Shortcut Learning¶
Core Idea¶
An adapting system discovers a cheap, locally available feature that correlates with success on its training distribution and uses it as a stand-in for the structure it was meant to learn. It looks competent in-distribution but collapses sharply off-distribution, where the correlation breaks — because no structural knowledge was ever acquired. Optimization under a sufficient statistic finds the cheapest sufficient statistic, not the target.
How would you explain it like I'm…
The Grass Trick
Cheating With Clues
Cheapest Clue Wins
Broad Use¶
- Machine learning: a pneumonia detector that recognizes the hospital's X-ray machine rather than the lung; a classifier latching onto negation tokens.
- Education: the student who reads keyword cues in test items rather than the concept, then fails on novel framings.
- Hiring analytics: an algorithm learning a demographic proxy because it correlated with prior hires, not the construct.
- Animal cognition: Clever Hans reading his trainer's posture rather than doing arithmetic; pigeons learning background luminance.
- Biological evolution: runaway sexual selection on a display trait whose honest-signal correlation has decayed.

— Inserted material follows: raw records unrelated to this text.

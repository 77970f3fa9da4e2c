pub mod audit;
pub mod config;
pub mod input;
pub mod model;
pub mod output;

pub use audit::{audit_lockfile, AuditError, VersionIndex};
pub use config::Config;
pub use input::Lockfile;
pub use model::{AuditResult, CompromiseRecord, Finding};
use anyhow::{Context, Result};
use serde::Deserialize;
use std::collections::HashMap;
use std::fs;
use std::path::Path;

/// A parsed npm-style lockfile.
///
/// Both shapes are optional and processed independently: v2/v3 lockfiles
/// carry a flat `packages` map keyed by install path, v1 lockfiles carry a
/// recursively nested `dependencies` tree. Hybrid files (npm writes both
/// during migration) contribute through both.
#[derive(Debug, Default, Deserialize)]
pub struct Lockfile {
    pub packages: Option<HashMap<String, LockfilePackage>>,
    pub dependencies: Option<HashMap<String, DependencyNode>>,
}

/// One entry of the flat `packages` map.
#[derive(Debug, Default, Deserialize)]
pub struct LockfilePackage {
    pub name: Option<String>,
    pub version: Option<String>,
}

/// One node of the nested v1 dependency tree.
#[derive(Debug, Default, Deserialize)]
pub struct DependencyNode {
    pub version: Option<String>,
    pub dependencies: Option<HashMap<String, DependencyNode>>,
}

/// Reads and deserializes a lockfile from disk.
pub fn load_lockfile(path: &Path) -> Result<Lockfile> {
    let content = fs::read_to_string(path)
        .with_context(|| format!("failed to read lockfile: {}", path.display()))?;
    let lockfile: Lockfile = serde_json::from_str(&content)
        .with_context(|| format!("failed to parse lockfile JSON: {}", path.display()))?;
    Ok(lockfile)
}

#[cfg(test)]
mod tests {
    use super::*;

    #[test]
    fn test_parse_flat_packages_map() {
        let json = r#"{
            "lockfileVersion": 3,
            "packages": {
                "": { "name": "my-app", "version": "0.1.0" },
                "node_modules/left-pad": { "version": "1.3.0" }
            }
        }"#;
        let lockfile: Lockfile = serde_json::from_str(json).unwrap();
        let packages = lockfile.packages.unwrap();
        assert_eq!(
            packages["node_modules/left-pad"].version.as_deref(),
            Some("1.3.0")
        );
        assert!(lockfile.dependencies.is_none());
    }

    #[test]
    fn test_parse_nested_dependency_tree() {
        let json = r#"{
            "dependencies": {
                "a": {
                    "version": "1.0.0",
                    "dependencies": {
                        "b": { "version": "2.0.0" }
                    }
                }
            }
        }"#;
        let lockfile: Lockfile = serde_json::from_str(json).unwrap();
        let deps = lockfile.dependencies.unwrap();
        let a = &deps["a"];
        assert_eq!(a.version.as_deref(), Some("1.0.0"));
        let b = &a.dependencies.as_ref().unwrap()["b"];
        assert_eq!(b.version.as_deref(), Some("2.0.0"));
    }

    #[test]
    fn test_unknown_fields_are_ignored() {
        let json = r#"{
            "name": "my-app",
            "lockfileVersion": 2,
            "requires": true,
            "packages": {}
        }"#;
        let lockfile: Lockfile = serde_json::from_str(json).unwrap();
        assert!(lockfile.packages.unwrap().is_empty());
    }

    #[test]
    fn test_load_lockfile_from_disk() {
        let dir = tempfile::tempdir().unwrap();
        let path = dir.path().join("package-lock.json");
        std::fs::write(&path, r#"{"packages": {}}"#).unwrap();
        let lockfile = load_lockfile(&path).unwrap();
        assert!(lockfile.packages.is_some());

        let missing = dir.path().join("nope.json");
        assert!(load_lockfile(&missing).is_err());
    }
}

- Clinical prediction: a sepsis model that fires on the documentation of a sepsis workup — predicting the chart, not the patient.
Clarity¶
It separates being right from being right for a transportable reason, converting "passes training" from a reassurance into a question — which feature is used, and would it still predict off-distribution?
Manages Complexity¶
It collapses a per-domain catalogue of unrelated-looking generalization failures into one diagnostic: find the cheapest feature achieving training success, then check whether it dissociates from the target out of distribution.
Abstract Reasoning¶
It yields a structural prediction, not a contingent one: where a cheaper correlate exists, the optimizer finds it, and brittleness concentrates exactly where correlate and target dissociate — the region in-distribution evaluation never visits.
Knowledge Transfer¶
- ML → education: stress-set evaluation is the same move as a novel-framing test item.
- ML → animal cognition / evolution: "passes training is not learned the task" carries to beaks and genomes, since the optimizer there is selection.
- Across substrates: build stress sets that decorrelate the cheap feature, train across varying environments (invariance penalties), probe causally, audit construct validity.
Example¶
A sepsis-early-warning model graded on later diagnosis learns that a lactate order — taken because a clinician already suspects sepsis — predicts the outcome, looking excellent until deployed to alert before suspicion, where it fails on the population it was meant to help.
Relationships to Other Primes¶
Parents (1) — more general patterns this builds on
- Shortcut Learning presupposes Learning — Shortcut learning presupposes an adaptive process under outcome feedback (learning) and adds the cheaper-correlate-available condition + the collapse prediction — a child-not-duplicate of learning. Dossier-confirmed: 'presupposes learning... adds the cheaper-correlate-available condition.' The 0.9717 'learning' neighbor is the parent, not a duplicate.
Path to root: Shortcut Learning → Learning → Adaptation
Not to Be Confused With¶
- Shortcut Learning is not Learning because the prime substitutes a cheap correlate carrying no transportable structure, whereas learning is the genuine acquisition of structure that survives transport.
- Shortcut Learning is not Overfitting because the prime seizes a real, systematic correlation and generalizes fine until the distribution shifts, whereas overfitting memorizes sample-specific noise and fails on a random held-out split.
- Shortcut Learning is not Transfer of Learning because the prime is the prior failure to acquire structure, so there is nothing to transfer, whereas transfer concerns moving genuine competence to a new task.